Stalin's refusal to believe invasion was imminent, despite repeated intelligence warnings and German reconissance, left the whole Soviet Air Force and over 3 million men helplessly exposed when the Gemans invaded. Almost that entire 3 million would be taken captive and then starved to death by the Nazis over Autumn and Winter 1941. After the invasion through 1941 into early 1942 Stalin ordered repeated counter-attacks that cost millions of further Soviet losses in dead and captured.

Reckless Soviet partisan activity killed large number of civilian 'collaborators' and sparked brutal Nazi repression that killed hundreds of thousands more. Scorched Earth policies ahead of the Nazi advance led to hundreds of thousands more deaths as peasants lost their precious food stores ahead of winter.

German POW losses fall into a different category, while Soviet policies were nothing like the mass extermination carried out by the Nazis from June 1941-Jan 1942, they still led to the death of around 1/3rd of German POWs, up to 1 million people. This was in line with the much higher death toll in the Gulag during the early half of the war.

By Bundesarchiv, Bild 183-L28726 / Markwardt / CC-BY-SA 3.0
The guilt does not just apply to Stalin personally though. It was the Bolsheveik system in its entirety that gave almost no value to human life, on the battlefield or off it.
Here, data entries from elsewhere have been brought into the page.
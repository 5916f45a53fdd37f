//! keeping deep recursion off the guard page.
//!
//! the standardizer, the tree printers and the evaluator all recurse once
//! per nested node, so a long operator chain would overflow the native
//! stack. `stacker` grows the stack on demand instead.

/// Minimum stack space to keep available (100KB red zone).
const RED_ZONE: usize = 100 * 1024;

/// Stack space to allocate when growing (1MB).
const STACK_PER_RECURSION: usize = 1024 * 1024;

#[inline]
pub fn ensure_sufficient_stack<R>(f: impl FnOnce() -> R) -> R {
    stacker::maybe_grow(RED_ZONE, STACK_PER_RECURSION, f)
}
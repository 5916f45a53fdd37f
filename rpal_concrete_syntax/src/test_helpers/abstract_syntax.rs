use quickcheck::{Arbitrary, Gen};

use rpal_core::{abstract_syntax::*, test_helpers::abstract_syntax::arbitrary_ast};

use crate::parse::reserved;

// wrapped so that generated identifiers avoid this crate's keywords (and
// Rust disallows orphan instances).
#[derive(Clone, Debug)]
pub struct WrappedAst(pub Ast);

impl Arbitrary for WrappedAst {
    fn arbitrary<G: Gen>(g: &mut G) -> WrappedAst {
        WrappedAst(arbitrary_ast(g, &reserved()))
    }

    fn shrink(&self) -> Box<dyn Iterator<Item = WrappedAst>> {
        let WrappedAst(ast) = self;
        Box::new(ast.shrink().map(WrappedAst))
    }
}

/// number of lines `ppr_ast` produces for a tree.
pub fn node_count(ast: &Ast) -> usize {
    let sum = |xs: &[Ast]| xs.iter().map(node_count).sum::<usize>();
    1 + match ast {
        Ast::Ident(_) | Ast::Lit(_) | Ast::EmptyParens => 0,
        Ast::Lambda(vbs, bd) => sum(vbs) + node_count(bd),
        Ast::Tau(xs) | Ast::And(xs) | Ast::Comma(xs) => sum(xs),
        Ast::Gamma(a, b)
        | Ast::Let(a, b)
        | Ast::Where(a, b)
        | Ast::Aug(a, b)
        | Ast::BinOp(_, a, b)
        | Ast::Assign(a, b)
        | Ast::Within(a, b) => node_count(a) + node_count(b),
        Ast::Cond(a, b, c) => node_count(a) + node_count(b) + node_count(c),
        Ast::UnOp(_, a) | Ast::Rec(a) => node_count(a),
        Ast::At(a, _, b) => node_count(a) + 1 + node_count(b),
        Ast::FcnForm(_, vbs, e) => 1 + sum(vbs) + node_count(e),
    }
}
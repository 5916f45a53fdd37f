use pretty::RcDoc;

pub fn to_pretty(doc: RcDoc<()>, width: usize) -> String {
    format!("{}", doc.pretty(width))
}
// B -> B 'or' Bt | Bt
// Bt -> Bt '&' Bs | Bs
// Bs -> 'not' Bp | Bp
fn bool_expr_<Input>() -> impl Parser<Input, Output = Ast>
where
    Input: Stream<Token = char, Position = SourcePosition>,
    Input::Error: ParseError<Input::Token, Input::Range, Input::Position>,
{
    (conjunction(), many::<Vec<_>, _, _>(res_str("or").with(conjunction())))
        .map(|(first, rest)| fold_binop(BinOp::Or, first, rest))
}

parser! {
    fn bool_expr[Input]()(Input) -> Ast
    where [Input: Stream<Token = char, Position = SourcePosition>]
    {
        bool_expr_()
    }
}

fn conjunction<Input>() -> impl Parser<Input, Output = Ast>
where
    Input: Stream<Token = char, Position = SourcePosition>,
    Input::Error: ParseError<Input::Token, Input::Range, Input::Position>,
{
    (negation(), many::<Vec<_>, _, _>(res_op("&").with(negation())))
        .map(|(first, rest)| fold_binop(BinOp::And, first, rest))
}

fn negation<Input>() -> impl Parser<Input, Output = Ast>
where
    Input: Stream<Token = char, Position = SourcePosition>,
    Input::Error: ParseError<Input::Token, Input::Range, Input::Position>,
{
    choice((
        res_str("not")
            .with(comparison())
            .map(|e| Ast::UnOp(UnOp::Not, Box::new(e))),
        comparison(),
    ))
}

// Bp -> A ( 'gr' | '>' | 'ge' | '>=' | 'ls' | '<' | 'le' | '<=' | 'eq' | 'ne' ) A | A
fn comparison<Input>() -> impl Parser<Input, Output = Ast>
where
    Input: Stream<Token = char, Position = SourcePosition>,
    Input::Error: ParseError<Input::Token, Input::Range, Input::Position>,
{
    let rel_op = choice((
        choice((res_str("gr"), res_op(">"))).map(|_| BinOp::Gr),
        choice((res_str("ge"), res_op(">="))).map(|_| BinOp::Ge),
        choice((res_str("ls"), res_op("<"))).map(|_| BinOp::Ls),
        choice((res_str("le"), res_op("<="))).map(|_| BinOp::Le),
        res_str("eq").map(|_| BinOp::Eq),
        res_str("ne").map(|_| BinOp::Ne),
    ));
    (arith(), optional((rel_op, arith()))).map(|t| match t.1 {
        Some((op, rhs)) => Ast::BinOp(op, Box::new(t.0), Box::new(rhs)),
        None => t.0,
    })
}
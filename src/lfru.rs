//! LFU cache with LRU tie-breaking.
//!
//! The cache evicts the entry with the lowest access frequency when capacity
//! is exceeded; among equally frequent entries the least recently used one
//! goes first. Lookup, update, insertion, and eviction are all amortized
//! O(1).
//!
//! # Algorithm
//!
//! Three cooperating structures form the engine:
//!
//! - the entry table maps each key to its value, frequency count, and bucket
//!   node;
//! - the frequency index groups keys into recency-ordered buckets by
//!   frequency and tracks the current minimum frequency;
//! - the eviction step (in [`insert`](LfruCache::insert)) pops the
//!   least-recent key from the minimum-frequency bucket whenever an insertion
//!   pushes the entry count past capacity.
//!
//! Every access moves the key's node from its current bucket to the tail of
//! the next-higher bucket, so the two structures are updated together as one
//! logical unit per operation.
//!
//! # Thread safety
//!
//! This implementation is not thread-safe. Every operation takes `&mut self`
//! and runs to completion without blocking; callers that need concurrent
//! access must serialize it externally, e.g. behind a `Mutex`.
//!
//! Shared references hand out `&K` and `&V` through [`peek`](LfruCache::peek)
//! and iteration, so the cache is only `Sync` when its keys and values are.
//! A cache over interior-mutable values cannot be shared:
//!
//! ```compile_fail
//! use core::cell::Cell;
//! use lfru_cache::config::LfruCacheConfig;
//! use lfru_cache::LfruCache;
//!
//! fn require_sync<T: Sync>(_: &T) {}
//!
//! let cache: LfruCache<u32, Cell<u64>> =
//!     LfruCache::init(LfruCacheConfig { capacity: 4 });
//! require_sync(&cache);
//! ```

extern crate alloc;

use core::borrow::Borrow;
use core::fmt;
use core::hash::{BuildHasher, Hash};
use core::mem;

use alloc::collections::BTreeMap;
use alloc::string::String;

use crate::config::LfruCacheConfig;
use crate::error::Error;
use crate::freq::FrequencyIndex;
use crate::metrics::{CacheMetrics, LfruCacheMetrics};
use crate::table::{CacheEntry, EntryTable};

#[cfg(feature = "hashbrown")]
use hashbrown::DefaultHashBuilder;

#[cfg(not(feature = "hashbrown"))]
use std::collections::hash_map::RandomState as DefaultHashBuilder;

/// A fixed-capacity cache evicting by least access frequency, with least
/// recent use breaking ties.
///
/// Keys start at frequency 1 on insertion; every [`get`](Self::get),
/// [`get_mut`](Self::get_mut), and value-updating [`insert`](Self::insert)
/// raises the key's frequency by exactly 1 and marks it most recently used
/// within its new frequency class.
///
/// # Examples
///
/// ```
/// use lfru_cache::config::LfruCacheConfig;
/// use lfru_cache::LfruCache;
///
/// let mut cache = LfruCache::init(LfruCacheConfig { capacity: 3 });
/// cache.insert("a", 1);
/// cache.insert("b", 2);
/// cache.insert("c", 3);
///
/// // Touch "a" and "b" so "c" stays the least frequently used
/// assert_eq!(cache.get(&"a"), Ok(&1));
/// assert_eq!(cache.get(&"b"), Ok(&2));
///
/// // Inserting a fourth key evicts "c"
/// let evicted = cache.insert("d", 4);
/// assert_eq!(evicted, Some(("c", 3)));
/// assert!(cache.get(&"c").is_err());
/// assert_eq!(cache.len(), 3);
/// ```
pub struct LfruCache<K, V, S = DefaultHashBuilder> {
    /// Construction parameters.
    config: LfruCacheConfig,
    /// Key -> (value, frequency, bucket node).
    table: EntryTable<K, V, S>,
    /// Frequency buckets with recency ordering and the minimum-frequency
    /// pointer.
    index: FrequencyIndex<K>,
    /// Hit/miss/eviction counters and frequency gauges.
    metrics: LfruCacheMetrics,
}

// SAFETY: the cache owns all of its data; the raw pointers stored in the
// entry table point only at nodes owned by the frequency index's buckets.
// Sending the whole structure moves that ownership wholesale.
unsafe impl<K: Send, V: Send, S: Send> Send for LfruCache<K, V, S> {}

// SAFETY: all mutation requires &mut self. Shared references hand out &K and
// &V (peek, keys, iter), so keys and values must themselves be shareable.
unsafe impl<K: Sync, V: Sync, S: Sync> Sync for LfruCache<K, V, S> {}

impl<K: Hash + Eq, V> LfruCache<K, V, DefaultHashBuilder> {
    /// Creates a cache from the given configuration with the default hasher.
    ///
    /// # Examples
    ///
    /// ```
    /// use lfru_cache::config::LfruCacheConfig;
    /// use lfru_cache::LfruCache;
    ///
    /// let cache: LfruCache<String, u32> = LfruCache::init(LfruCacheConfig { capacity: 10 });
    /// assert!(cache.is_empty());
    /// ```
    pub fn init(config: LfruCacheConfig) -> Self {
        LfruCache::with_hasher(config, DefaultHashBuilder::default())
    }
}

impl<K: Hash + Eq, V, S: BuildHasher> LfruCache<K, V, S> {
    /// Creates a cache from the given configuration and hash builder.
    pub fn with_hasher(config: LfruCacheConfig, hash_builder: S) -> Self {
        LfruCache {
            config,
            table: EntryTable::with_hasher(config.capacity, hash_builder),
            index: FrequencyIndex::new(),
            metrics: LfruCacheMetrics::new(),
        }
    }

    /// Returns the maximum number of entries the cache can hold.
    #[inline]
    pub fn capacity(&self) -> usize {
        self.config.capacity
    }

    /// Returns the current number of entries, always `<= capacity()`.
    #[inline]
    pub fn len(&self) -> usize {
        self.table.len()
    }

    /// Returns true if the cache holds no entries.
    #[inline]
    pub fn is_empty(&self) -> bool {
        self.table.is_empty()
    }

    /// Returns a reference to the value for `key`, counting the access.
    ///
    /// The key's frequency rises by 1 and it becomes the most recently used
    /// entry of its new frequency class.
    ///
    /// # Errors
    ///
    /// [`Error::KeyNotFound`] if the key is absent; the cache is left
    /// unchanged.
    pub fn get<Q>(&mut self, key: &Q) -> Result<&V, Error>
    where
        K: Borrow<Q>,
        Q: ?Sized + Hash + Eq,
    {
        self.touch(key)?;
        Ok(&self
            .table
            .get(key)
            .expect("entry table out of sync with frequency index")
            .value)
    }

    /// Returns a mutable reference to the value for `key`, counting the
    /// access exactly like [`get`](Self::get).
    ///
    /// # Errors
    ///
    /// [`Error::KeyNotFound`] if the key is absent; the cache is left
    /// unchanged.
    pub fn get_mut<Q>(&mut self, key: &Q) -> Result<&mut V, Error>
    where
        K: Borrow<Q>,
        Q: ?Sized + Hash + Eq,
    {
        self.touch(key)?;
        Ok(&mut self
            .table
            .get_mut(key)
            .expect("entry table out of sync with frequency index")
            .value)
    }

    /// Bumps `key`'s frequency and recency, recording hit/miss metrics.
    fn touch<Q>(&mut self, key: &Q) -> Result<(), Error>
    where
        K: Borrow<Q>,
        Q: ?Sized + Hash + Eq,
    {
        let Some(entry) = self.table.get(key) else {
            self.metrics.core.record_miss();
            return Err(Error::KeyNotFound);
        };
        let frequency = entry.frequency;
        let node = entry.node;

        // SAFETY: node is the live bucket node for this key, registered at
        // `frequency`
        let node = unsafe { self.index.bump(node, frequency) };

        let entry = self
            .table
            .get_mut(key)
            .expect("entry table out of sync with frequency index");
        entry.frequency += 1;
        entry.node = node;

        self.metrics.core.record_hit();
        self.metrics.record_frequency_increment();
        self.refresh_gauges();
        Ok(())
    }

    /// Inserts or updates a key-value pair.
    ///
    /// Updating an existing key replaces its value, raises its frequency by
    /// 1, and returns the replaced pair. Inserting a new key registers it at
    /// frequency 1; if that pushes the entry count past capacity, exactly one
    /// entry is evicted and returned — the least recently used entry among
    /// those with the lowest frequency. With `capacity == 0` the just-inserted
    /// key is itself evicted, so the cache stays empty.
    pub fn insert(&mut self, key: K, value: V) -> Option<(K, V)>
    where
        K: Clone,
    {
        if let Some(entry) = self.table.get_mut(&key) {
            let old_value = mem::replace(&mut entry.value, value);
            let frequency = entry.frequency;
            let node = entry.node;

            // An update counts as an access: bump frequency and recency
            // SAFETY: node is the live bucket node for this key
            let node = unsafe { self.index.bump(node, frequency) };
            let entry = self
                .table
                .get_mut(&key)
                .expect("entry table out of sync with frequency index");
            entry.frequency += 1;
            entry.node = node;

            self.metrics.record_frequency_increment();
            self.refresh_gauges();
            return Some((key, old_value));
        }

        let node = self.index.register_new(key.clone());
        self.table.insert(key, CacheEntry::new(value, node));
        self.metrics.core.record_insertion();

        // The eviction step runs exactly once, only after a brand-new key
        // lands; updates cannot change the entry count
        let evicted = if self.table.len() > self.config.capacity {
            let victim = self.index.evict_one();
            let entry = self
                .table
                .remove(&victim)
                .expect("evicted key missing from entry table");
            self.metrics.core.record_eviction();
            Some((victim, entry.value))
        } else {
            None
        };

        self.refresh_gauges();
        evicted
    }

    /// Removes `key` from the cache, returning its value.
    ///
    /// # Errors
    ///
    /// [`Error::KeyNotFound`] if the key is absent; the cache is left
    /// unchanged.
    pub fn remove<Q>(&mut self, key: &Q) -> Result<V, Error>
    where
        K: Borrow<Q>,
        Q: ?Sized + Hash + Eq,
    {
        let entry = self.table.remove(key).ok_or(Error::KeyNotFound)?;

        // SAFETY: entry.node is the live bucket node for this key; the table
        // entry is already gone, so nothing else refers to it
        unsafe { self.index.unregister(entry.node, entry.frequency) };

        self.metrics.core.record_removal();
        self.refresh_gauges();
        Ok(entry.value)
    }

    /// Returns a reference to the value for `key` without counting the
    /// access: frequency and recency are unaffected.
    pub fn peek<Q>(&self, key: &Q) -> Option<&V>
    where
        K: Borrow<Q>,
        Q: ?Sized + Hash + Eq,
    {
        self.table.get(key).map(|entry| &entry.value)
    }

    /// Returns true if `key` is present, without counting an access.
    pub fn contains_key<Q>(&self, key: &Q) -> bool
    where
        K: Borrow<Q>,
        Q: ?Sized + Hash + Eq,
    {
        self.table.contains(key)
    }

    /// Returns `key`'s current access frequency without counting an access.
    /// `None` if the key is absent.
    pub fn frequency<Q>(&self, key: &Q) -> Option<usize>
    where
        K: Borrow<Q>,
        Q: ?Sized + Hash + Eq,
    {
        self.table.get(key).map(|entry| entry.frequency)
    }

    /// Iterates over the live keys in unspecified order.
    ///
    /// The iterator is lazy and restartable: calling `keys` again yields a
    /// fresh pass over the current state. Iteration has no frequency or
    /// recency effects.
    pub fn keys(&self) -> impl Iterator<Item = &K> {
        self.table.keys()
    }

    /// Iterates over `(key, value)` pairs in unspecified order, with no
    /// frequency or recency effects.
    pub fn iter(&self) -> impl Iterator<Item = (&K, &V)> {
        self.table.iter()
    }

    /// Removes and returns the current eviction candidate: the least
    /// recently used entry among those with the lowest frequency. `None` if
    /// the cache is empty.
    ///
    /// Counts as an explicit removal in the metrics; only the overflow path
    /// of [`insert`](Self::insert) records evictions.
    pub fn pop(&mut self) -> Option<(K, V)> {
        let victim = self.index.pop_candidate()?;
        let entry = self
            .table
            .remove(&victim)
            .expect("popped key missing from entry table");
        self.metrics.core.record_removal();
        self.refresh_gauges();
        Some((victim, entry.value))
    }

    /// Removes every entry. Metrics counters are preserved.
    pub fn clear(&mut self) {
        self.table.clear();
        self.index.clear();
        self.refresh_gauges();
    }

    /// Copies the frequency gauges out of the index.
    fn refresh_gauges(&mut self) {
        let min = self.index.smallest_frequency();
        let max = self.index.max_frequency();
        let levels = self.index.active_levels();
        self.metrics.update_frequency_gauges(min, max, levels);
    }
}

impl<K: Hash + Eq, V, S: BuildHasher> CacheMetrics for LfruCache<K, V, S> {
    fn metrics(&self) -> BTreeMap<String, f64> {
        self.metrics.to_btreemap()
    }

    fn algorithm_name(&self) -> &'static str {
        "LFRU"
    }
}

// Manual Debug: the entry table holds raw pointers
impl<K, V, S> fmt::Debug for LfruCache<K, V, S> {
    fn fmt(&self, f: &mut fmt::Formatter<'_>) -> fmt::Result {
        f.debug_struct("LfruCache")
            .field("capacity", &self.config.capacity)
            .field("len", &self.table.len())
            .field("index", &self.index)
            .finish()
    }
}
It was Bolsheveik and Stalinist aggression, first against Poland in 1920, then later, that led Stalin to risk using Hitler to allow USSR to absorb Eastern Poland and the Baltics. It was the suspicion and fear of Stalinism that poisoned efforts to form a Polish-British-French-Soviet alliance against Hitler in 1939. It was the Soviet guarantee that gave Nazis freedom to invade Poland and plunge the world into War, it was Soviet trade with Germany that gave them the material resources to be able to invade the Soviet Union in the first place; then it was Stalin's stupidity that left millions of Soviet troops exposed, betraying them to captivity and extermination.

In the 1st World War under the Tsarist govt Russia suffered 3 million dead out of 20 million total losses in the War.  In the 2nd the Soviet Union suffered 25 million dead out of 40 million in the European theatre. In fact the astonishingly higher Soviet death toll accounts for the entire increase in deaths between WW1 and WW2, even given Nazi murderousness in Poland and elsewhere.

It is certain that the blame for some proportion of Soviet losses lies with the idiotic incompetence and aggression of Stalin and the Communist system. Picking a figure however is basically guesswork. How do you turn moral responsibility in such a complex situation into a percentage?

My mind returns again and again to 3 million. 3 million was the number that were basically offered up to the Germans at the start of the invasion, then killed en masse. 3 million out of 25 million or 12%, as good a number as any, and so the number I include in my total tally of Communist crimes to represent the horrendous Soviet losses in WW2. The overwhelming blame lies with the Nazis and always must, but Stalinist aggression, stupidity and disregard for human life killed millions of Soviet citizens.